We also purchase Timothy/Alfalfa Pellets and Black Oil Sunflower Seeds as mix-ins for the feed buckets. The Timothy/Alfalfa pellets more so in the winter when grazing is lower. The sunflower seeds add lysine and help with coat condition.

The adult herd gets the 16% Feed while my nursing mamas and growing piglets get a mix of both, averaging around 18% protein.

There are many feed mills around the US with quality pig feed that meets the needs of Kunekunes. You can also find Dumor Hog or Purina Pig & Sow at your local tractor supply that will work perfectly.

How Much Feed

If you have heard the words minimal feed or 1-2 cups. Those are both so far from the truth and Im going to tell you why. If you are keeping kunekunes to raise for meat or a breeding herd you are going to want them at their optimal health. They will not reach their full potential on minimal feed no matter how hardy someone tries to tell you their pigs are.

Piglets – 40lbs = 3lbs per piglet per day free fed (Pick it up at night) – 18% Pig Feed Blend (Small babies fed in creep so mama doesn’t take it)

40 – 80 lbs = 3 lbs of 16% pig feed daily divided into 2 meals

80 lb + growing = Start at 3 – 4 lbs of 16% Feed daily and adjust up or down based on pigs needs.

Maintenance = Adults that are no longer physically growing get a maintenance ration of around 2lb + a day.
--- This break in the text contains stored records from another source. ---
//! Flakefinder - detection of exfoliated TMD flakes in optical microscope tiles.
//!
//! Each tile goes through background estimation, contrast thresholding,
//! connected component labeling and shape filtering. Surviving regions are
//! assigned a thickness class from a substrate-specific signature table, and
//! detections from overlapping tiles are merged in the global stage frame.
//!
//! # Quick Start
//!
//! ```rust,ignore
//! use flakefinder::{BatchOptions, Pipeline, ReportFormat, RunConfig, TileSource};
//!
//! let config = RunConfig::load("run.yaml".as_ref())?;
//! let pipeline = Pipeline::new(&config)?;
//!
//! let sources = TileSource::from_paths(&["tile_0000.png", "tile_0001.png"]);
//! let report = pipeline.run(&sources, &BatchOptions::default())?;
//! report.write("flakes.csv".as_ref(), ReportFormat::Csv)?;
//!
//! println!("Found {} flakes", report.detections.len());
//! ```

mod aggregate;
mod batch;
mod classification;
pub(crate) mod common;
mod error;
pub mod flake_detection;
mod image_source;
pub(crate) mod math;
mod pipeline;
mod report;
mod run_config;

#[cfg(test)]
pub mod testing;

// ============================================================================
// Core image types
// ============================================================================

pub use crate::common::{Buffer2, Rgb};
pub use image_source::{
    MicroscopeImage, OffsetUnit, ScanGrid, TileEntry, TileInfo, TileManifest, TileSource,
    DEFAULT_PIXEL_SCALE_UM,
};
pub use crate::math::GlobalBox;

// ============================================================================
// Detection
// ============================================================================

pub use flake_detection::{
    calibrate_threshold, BackgroundMethod, Connectivity, ContrastMaps, ContrastMetric,
    DetectionConfig, DetectionDiagnostics, FlakeDetector, Normalization, Region,
    ShapeFilterStats, TileDetection, TileSummary,
};

// ============================================================================
// Classification
// ============================================================================

pub use classification::{
    Classification, ClassifiedRegion, SignatureTable, ThicknessClass, ThicknessClassifier,
    ThicknessSignature, UNCLASSIFIED,
};

// ============================================================================
// Batch processing and aggregation
// ============================================================================

pub use aggregate::{aggregate, AggregationConfig, Detection};
pub use batch::{
    run_batch, run_images, BatchOptions, BatchProgress, BatchResult, ProgressCallback,
    TileFailure,
};
pub use pipeline::Pipeline;
pub use run_config::{CalibrationConfig, RunConfig};

// ============================================================================
// Reports
// ============================================================================

pub use report::{write_overlays, OverlayPaths, Report, ReportFormat, TileRecord, TileStatus};

// ============================================================================
// Errors
// ============================================================================

pub use error::{ConfigError, Error, InputError, OutputError, Result};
Really dependent on body condition.

Nursing Moms = 6 lbs + 0.5 lb per piglet nursing – 18% pig feed

We monitor and feed depending on their body condition. If they are looking thin we up it, if they are putting on too much we lower it. To see what your kunekunes body condition should be please check this Body condition chart from the AKKPS.
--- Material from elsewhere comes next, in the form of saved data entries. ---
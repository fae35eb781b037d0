//! Numeric helpers shared by the detection stages.

mod bbox;

pub use bbox::{Aabb, GlobalBox};

/// MAD to standard deviation for normally distributed data.
pub const MAD_TO_SIGMA: f32 = 1.4826;

/// Median of a mutable slice (partially reorders it).
///
/// Even-length input averages the two middle elements.
pub fn median_f32_mut(data: &mut [f32]) -> f32 {
    debug_assert!(!data.is_empty());

    let len = data.len();
    let mid = len / 2;
    let (left, right_median, _) = data.select_nth_unstable_by(mid, f32::total_cmp);
    let right = *right_median;

    if len % 2 == 1 {
        right
    } else {
        let left = left.iter().copied().fold(f32::NEG_INFINITY, f32::max);
        (left + right) * 0.5
    }
}

/// Sigma-clipped median and sigma (MAD based).
///
/// Each iteration keeps values within `kappa * sigma` of the current median.
/// `values` is reordered; `deviations` is scratch space.
pub fn sigma_clipped_median(
    values: &mut [f32],
    deviations: &mut Vec<f32>,
    kappa: f32,
    iterations: usize,
) -> (f32, f32) {
    if values.is_empty() {
        return (0.0, 0.0);
    }

    let mut len = values.len();
    let mut median = median_f32_mut(&mut values[..len]);
    let mut sigma = 0.0;

    for _ in 0..iterations {
        let active = &mut values[..len];
        median = median_f32_mut(active);

        deviations.clear();
        deviations.extend(active.iter().map(|v| (v - median).abs()));
        sigma = median_f32_mut(deviations) * MAD_TO_SIGMA;

        if sigma < f32::EPSILON || len < 3 {
            return (median, sigma);
        }

        // Move kept values to the front.
        let limit = kappa * sigma;
        let mut write = 0;
        for read in 0..len {
            if (values[read] - median).abs() <= limit {
                values.swap(write, read);
                write += 1;
            }
        }
        if write == len || write == 0 {
            break;
        }
        len = write;
    }

    (median, sigma)
}
//! Connected component labeling using union-find over horizontal runs.
//!
//! Each row of the mask is run-length encoded, runs are merged with the
//! overlapping runs of the previous row, and provisional labels are flattened
//! to `1..=n`. Label order follows the first pixel of each component in
//! raster order, which makes region discovery order deterministic.

#[cfg(test)]
mod tests;

use super::config::Connectivity;
use crate::common::Buffer2;

// ============================================================================
// Run-Length Encoding
// ============================================================================

/// A horizontal run of foreground pixels.
#[derive(Debug, Clone, Copy, PartialEq, Eq)]
pub(super) struct Run {
    start: u32, // inclusive
    end: u32,   // exclusive
    label: u32,
}

impl Run {
    /// Columns of the previous row that may touch this run, `end` exclusive.
    #[inline]
    fn search_window(&self, connectivity: Connectivity) -> (u32, u32) {
        match connectivity {
            Connectivity::Four => (self.start, self.end),
            Connectivity::Eight => (self.start.saturating_sub(1), self.end + 1),
        }
    }
}

#[inline]
fn runs_connected(prev: &Run, curr: &Run, connectivity: Connectivity) -> bool {
    match connectivity {
        Connectivity::Four => prev.start < curr.end && prev.end > curr.start,
        Connectivity::Eight => prev.start < curr.end + 1 && prev.end + 1 > curr.start,
    }
}

pub(super) fn extract_runs(row: &[bool], runs: &mut Vec<Run>) {
    let mut start = None;
    for (x, &on) in row.iter().enumerate() {
        match (on, start) {
            (true, None) => start = Some(x as u32),
            (false, Some(s)) => {
                runs.push(Run {
                    start: s,
                    end: x as u32,
                    label: 0,
                });
                start = None;
            }
            _ => {}
        }
    }
    if let Some(s) = start {
        runs.push(Run {
            start: s,
            end: row.len() as u32,
            label: 0,
        });
    }
}

// ============================================================================
// LabelMap
// ============================================================================

/// Per-pixel component labels; 0 is background.
#[derive(Debug)]
pub struct LabelMap {
    labels: Buffer2<u32>,
    num_labels: usize,
}

impl LabelMap {
    pub fn from_mask(mask: &Buffer2<bool>, connectivity: Connectivity) -> Self {
        let mut labels = Buffer2::new_default(mask.width(), mask.height());
        let num_labels = if mask.is_empty() {
            0
        } else {
            label_mask(mask, &mut labels, connectivity)
        };
        Self { labels, num_labels }
    }

    /// Number of connected components (excluding background).
    #[inline]
    pub fn num_labels(&self) -> usize {
        self.num_labels
    }

    #[inline]
    pub fn width(&self) -> usize {
        self.labels.width()
    }

    #[inline]
    pub fn height(&self) -> usize {
        self.labels.height()
    }

    #[inline]
    pub fn labels(&self) -> &[u32] {
        self.labels.pixels()
    }

    /// Linear pixel indices of every component, indexed by `label - 1`.
    /// Indices within a component are in raster order.
    pub fn components(&self) -> Vec<Vec<u32>> {
        let mut components = vec![Vec::new(); self.num_labels];
        for (idx, &label) in self.labels.pixels().iter().enumerate() {
            if label != 0 {
                components[(label - 1) as usize].push(idx as u32);
            }
        }
        components
    }
}

impl std::ops::Index<usize> for LabelMap {
    type Output = u32;

    #[inline]
    fn index(&self, idx: usize) -> &Self::Output {
        &self.labels[idx]
    }
}

// ============================================================================
// Labeling
// ============================================================================

/// Merges each run of the current row with the runs above it.
/// Runs with no neighbor above get a fresh label.
fn merge_runs_with_prev(
    curr_runs: &mut [Run],
    prev_runs: &[Run],
    connectivity: Connectivity,
    uf: &mut UnionFind,
) {
    let mut prev_idx = 0;
    for run in curr_runs.iter_mut() {
        let (search_start, search_end) = run.search_window(connectivity);

        while prev_idx < prev_runs.len() && prev_runs[prev_idx].end <= search_start {
            prev_idx += 1;
        }

        let mut assigned = None;
        let mut check_idx = prev_idx;
        while check_idx < prev_runs.len() && prev_runs[check_idx].start < search_end {
            let prev_run = &prev_runs[check_idx];
            if runs_connected(prev_run, run, connectivity) {
                match assigned {
                    Some(label) if label != prev_run.label => uf.union(label, prev_run.label),
                    None => assigned = Some(prev_run.label),
                    _ => {}
                }
            }
            check_idx += 1;
        }

        run.label = assigned.unwrap_or_else(|| uf.make_set());
    }
}

fn label_mask(mask: &Buffer2<bool>, labels: &mut Buffer2<u32>, connectivity: Connectivity) -> usize {
    let width = mask.width();

    let mut uf = UnionFind::new();
    let mut prev_runs: Vec<Run> = Vec::with_capacity(width / 4);
    let mut curr_runs: Vec<Run> = Vec::with_capacity(width / 4);

    for y in 0..mask.height() {
        curr_runs.clear();
        extract_runs(mask.row(y), &mut curr_runs);

        if curr_runs.is_empty() {
            prev_runs.clear();
            continue;
        }

        merge_runs_with_prev(&mut curr_runs, &prev_runs, connectivity, &mut uf);

        let row_start = y * width;
        for run in &curr_runs {
            for x in run.start..run.end {
                labels[row_start + x as usize] = run.label;
            }
        }

        std::mem::swap(&mut prev_runs, &mut curr_runs);
    }

    uf.flatten_labels(labels.pixels_mut())
}

// ============================================================================
// Union-find
// ============================================================================

/// Union-find over provisional labels `1..`. The smaller label always becomes
/// the root, so roots keep raster discovery order.
#[derive(Debug, Default)]
struct UnionFind {
    parent: Vec<u32>,
}

impl UnionFind {
    fn new() -> Self {
        Self {
            parent: Vec::with_capacity(256),
        }
    }

    #[inline]
    fn make_set(&mut self) -> u32 {
        let label = self.parent.len() as u32 + 1;
        self.parent.push(label);
        label
    }

    /// Find with path compression.
    fn find(&mut self, label: u32) -> u32 {
        let mut root = label;
        while self.parent[(root - 1) as usize] != root {
            root = self.parent[(root - 1) as usize];
        }

        let mut current = label;
        while current != root {
            let next = self.parent[(current - 1) as usize];
            self.parent[(current - 1) as usize] = root;
            current = next;
        }
        root
    }

    fn union(&mut self, a: u32, b: u32) {
        let root_a = self.find(a);
        let root_b = self.find(b);
        if root_a != root_b {
            let (smaller, larger) = (root_a.min(root_b), root_a.max(root_b));
            self.parent[(larger - 1) as usize] = smaller;
        }
    }

    /// Rewrites provisional labels to sequential `1..=n`, returns n.
    fn flatten_labels(&mut self, labels: &mut [u32]) -> usize {
        let len = self.parent.len();
        if len == 0 {
            return 0;
        }

        let mut label_map = vec![0u32; len + 1];
        let mut num_labels = 0u32;
        for i in 1..=len as u32 {
            let root = self.find(i);
            if label_map[root as usize] == 0 {
                num_labels += 1;
                label_map[root as usize] = num_labels;
            }
            label_map[i as usize] = label_map[root as usize];
        }

        for l in labels.iter_mut().filter(|l| **l != 0) {
            *l = label_map[*l as usize];
        }

        num_labels as usize
    }
}
//! Threshold calibration from sample tiles.

use super::config::DetectionConfig;
use super::contrast_maps;
use crate::error::ConfigError;
use crate::image_source::MicroscopeImage;
use crate::math::median_f32_mut;

/// Picks a contrast threshold from the first `sample_count` images.
///
/// Each sample contributes its largest contrast magnitude after pre-blur and
/// background removal; the threshold is the median of those peaks plus
/// `margin`. Works best when most sample tiles show bare substrate.
pub fn calibrate_threshold(
    images: &[MicroscopeImage],
    config: &DetectionConfig,
    sample_count: usize,
    margin: f32,
) -> Result<f32, ConfigError> {
    if !(margin.is_finite() && margin >= 0.0) {
        return Err(ConfigError::InvalidParameter {
            name: "calibration_margin",
            reason: format!("must be non-negative, got {margin}"),
        });
    }
    let samples = &images[..sample_count.min(images.len())];
    if samples.is_empty() {
        return Err(ConfigError::NoCalibrationImages);
    }

    let mut peaks: Vec<f32> = samples
        .iter()
        .map(|image| {
            let maps = contrast_maps(image, config);
            maps.magnitude
                .pixels()
                .iter()
                .copied()
                .fold(0.0f32, f32::max)
        })
        .collect();

    let threshold = median_f32_mut(&mut peaks) + margin;
    if !(threshold.is_finite() && threshold > 0.0) {
        return Err(ConfigError::InvalidParameter {
            name: "contrast_threshold",
            reason: format!("calibration produced {threshold}; increase the margin"),
        });
    }

    tracing::info!(
        samples = samples.len(),
        threshold,
        "Calibrated contrast threshold"
    );
    Ok(threshold)
}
*cold winter temps cause an increase in demand for feed.


Black Oil Sunflower Seeds – We love to add in black oil sunflower seeds year round for several reasons. One is coat condition, the other is upping their lysine intake. I can see a huge difference when I skip sunflower seeds for a month or two.

Timothy/Alflafa Pellets – I add these to their buckets of feed in the winter & early spring when the grass is down. These must be soaked but add bulk and fiber to the feed mix. I use blended pellets because Alfalfa can be high in calcium and cause kidney stones. So I use these sparingly. Probably 1 cup per 10 lb bucket of feed.
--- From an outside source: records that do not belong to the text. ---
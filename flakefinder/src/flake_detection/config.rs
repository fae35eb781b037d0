//! Configuration types for flake detection.
//!
//! [`DetectionConfig`] is a flat struct grouped by pipeline stage. Every field
//! has a default so partial YAML/JSON files are accepted.

use serde::{Deserialize, Serialize};

use crate::error::ConfigError;

// ============================================================================
// Enums
// ============================================================================

/// Pixel connectivity for connected component labeling.
#[derive(
    Debug, Clone, Copy, PartialEq, Eq, Default, Serialize, Deserialize, strum_macros::Display,
)]
#[serde(rename_all = "snake_case")]
#[strum(serialize_all = "snake_case")]
pub enum Connectivity {
    /// Only horizontal and vertical neighbors.
    Four,
    /// Diagonal neighbors too. Keeps thin, ragged flake edges in one piece.
    #[default]
    Eight,
}

/// How the per-pixel background estimate is built.
#[derive(Debug, Clone, Copy, PartialEq, Serialize, Deserialize)]
#[serde(rename_all = "snake_case", tag = "method")]
pub enum BackgroundMethod {
    /// Sigma-clipped median per tile, bilinearly interpolated between tile
    /// centers. Robust when flakes cover a sizeable part of a tile.
    TileMedian { tile_size: usize },
    /// Separable box mean with mirrored borders.
    BoxBlur { radius: usize },
}

impl Default for BackgroundMethod {
    fn default() -> Self {
        Self::TileMedian { tile_size: 64 }
    }
}

/// How the background estimate is removed from the raw image.
#[derive(
    Debug, Clone, Copy, PartialEq, Eq, Default, Serialize, Deserialize, strum_macros::Display,
)]
#[serde(rename_all = "snake_case")]
#[strum(serialize_all = "snake_case")]
pub enum Normalization {
    /// `raw - background`: absolute color delta.
    #[default]
    Subtract,
    /// `raw / background - 1`: optical contrast, insensitive to lamp intensity.
    Divide,
}

/// Scalar magnitude of a per-pixel RGB contrast vector.
#[derive(
    Debug, Clone, Copy, PartialEq, Eq, Default, Serialize, Deserialize, strum_macros::Display,
)]
#[serde(rename_all = "snake_case")]
#[strum(serialize_all = "snake_case")]
pub enum ContrastMetric {
    /// Euclidean norm of the RGB delta.
    #[default]
    Euclidean,
    /// Absolute Rec. 709 luminance delta (monochrome cameras).
    Luminance,
    /// Largest absolute channel delta.
    MaxChannel,
}

// ============================================================================
// Detection configuration
// ============================================================================

#[derive(Debug, Clone, PartialEq, Serialize, Deserialize)]
#[serde(default)]
pub struct DetectionConfig {
    // -- Pre-processing --
    /// Gaussian pre-blur sigma in pixels. 0 disables the blur.
    pub smoothing_sigma: f32,

    // -- Background --
    pub background: BackgroundMethod,
    pub normalization: Normalization,

    // -- Segmentation --
    pub contrast_metric: ContrastMetric,
    /// Pixels with contrast magnitude >= this value are foreground.
    pub contrast_threshold: f32,
    pub connectivity: Connectivity,

    // -- Shape filter --
    /// Minimum region area in pixels.
    pub min_area: usize,
    /// Maximum major/minor axis ratio.
    pub max_aspect_ratio: f32,
    /// Regions whose bounding box comes within this many pixels of an image
    /// edge are rejected. At least 1, so regions cut by the edge never pass.
    pub border_margin: usize,

    // -- Tile flagging --
    /// A tile is flagged when more than this many pixels exceed the threshold.
    pub flag_min_pixels: usize,
    /// Width of the contrast band above the threshold drawn in highlight masks.
    pub highlight_band: f32,
}

impl Default for DetectionConfig {
    fn default() -> Self {
        Self {
            smoothing_sigma: 0.8,

            background: BackgroundMethod::default(),
            normalization: Normalization::Subtract,

            contrast_metric: ContrastMetric::Euclidean,
            contrast_threshold: 0.055,
            connectivity: Connectivity::Eight,

            min_area: 25,
            max_aspect_ratio: 8.0,
            border_margin: 2,

            flag_min_pixels: 100,
            highlight_band: 0.09,
        }
    }
}

impl DetectionConfig {
    pub fn validate(&self) -> Result<(), ConfigError> {
        let invalid = |name: &'static str, reason: String| ConfigError::InvalidParameter {
            name,
            reason,
        };

        if !(self.smoothing_sigma.is_finite() && (0.0..=20.0).contains(&self.smoothing_sigma)) {
            return Err(invalid(
                "smoothing_sigma",
                format!("must be in [0, 20], got {}", self.smoothing_sigma),
            ));
        }

        match self.background {
            BackgroundMethod::TileMedian { tile_size } if !(8..=1024).contains(&tile_size) => {
                return Err(invalid(
                    "background.tile_size",
                    format!("must be in [8, 1024], got {tile_size}"),
                ));
            }
            BackgroundMethod::BoxBlur { radius } if !(1..=512).contains(&radius) => {
                return Err(invalid(
                    "background.radius",
                    format!("must be in [1, 512], got {radius}"),
                ));
            }
            _ => {}
        }

        if !(self.contrast_threshold.is_finite() && self.contrast_threshold > 0.0) {
            return Err(invalid(
                "contrast_threshold",
                format!("must be positive, got {}", self.contrast_threshold),
            ));
        }
        if self.min_area == 0 {
            return Err(invalid("min_area", "must be at least 1".to_string()));
        }
        if self.border_margin == 0 {
            return Err(invalid(
                "border_margin",
                "must be at least 1 so edge-truncated regions are rejected".to_string(),
            ));
        }
        if !(self.max_aspect_ratio.is_finite() && self.max_aspect_ratio >= 1.0) {
            return Err(invalid(
                "max_aspect_ratio",
                format!("must be >= 1, got {}", self.max_aspect_ratio),
            ));
        }
        if !(self.highlight_band.is_finite() && self.highlight_band >= 0.0) {
            return Err(invalid(
                "highlight_band",
                format!("must be non-negative, got {}", self.highlight_band),
            ));
        }
        Ok(())
    }
}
Fruits & Veggies – As we have them we love to give the pigs fresh fruits and veggies. If it’s from our trees and garden or a fridge clean out, they love them all.

Hard Boiled Eggs – This is a big one around here. We actually keep our chickens to supply us with eggs and clean up after the pigs. The hard boiled eggs provide the pigs with additional protein and lysine. We give them as treats once a week or as we have extras.

Calf Manna– I save calf manna for a special treat, for my nursing mamas as a mix-in, for my growing piglets as a mix-in, and if I have a pig that I am trying to get some weight on. It has 25% protein and a ton of vitamins and minerals. If fed exclusively or too much it can cause stomach upset because of its richness. I haven’t met a pig that doesn’t love it and it can help so much with milk supply and nourishing an underweight pig.

Making Adjustments

Spending time with your animals and monitoring their physical condition will help you make adjustments to their feed. If you have several pigs you may need to separate at feed times based on how fast or aggressively some of them eat.


I have some of my pigs that love hay and others that just lay in it. I have found that if their mama taught them to eat it, they love it! I make it a point to offer fresh coastal hay in all my pigs houses for snacks/bedding. The boars seem to enjoy it more than the sows, but I have a handful that go crazy for it. This is a wonderful way to supplement when pastures aren’t available or low.

Once or Twice a Day

This comes down to your personal preference. We have found twice a day works best for our herd. We are able to put them in their houses at night with dinner, and feed them breakfast before we let them out to graze in the morning. This ensures everyone is getting the proper portions.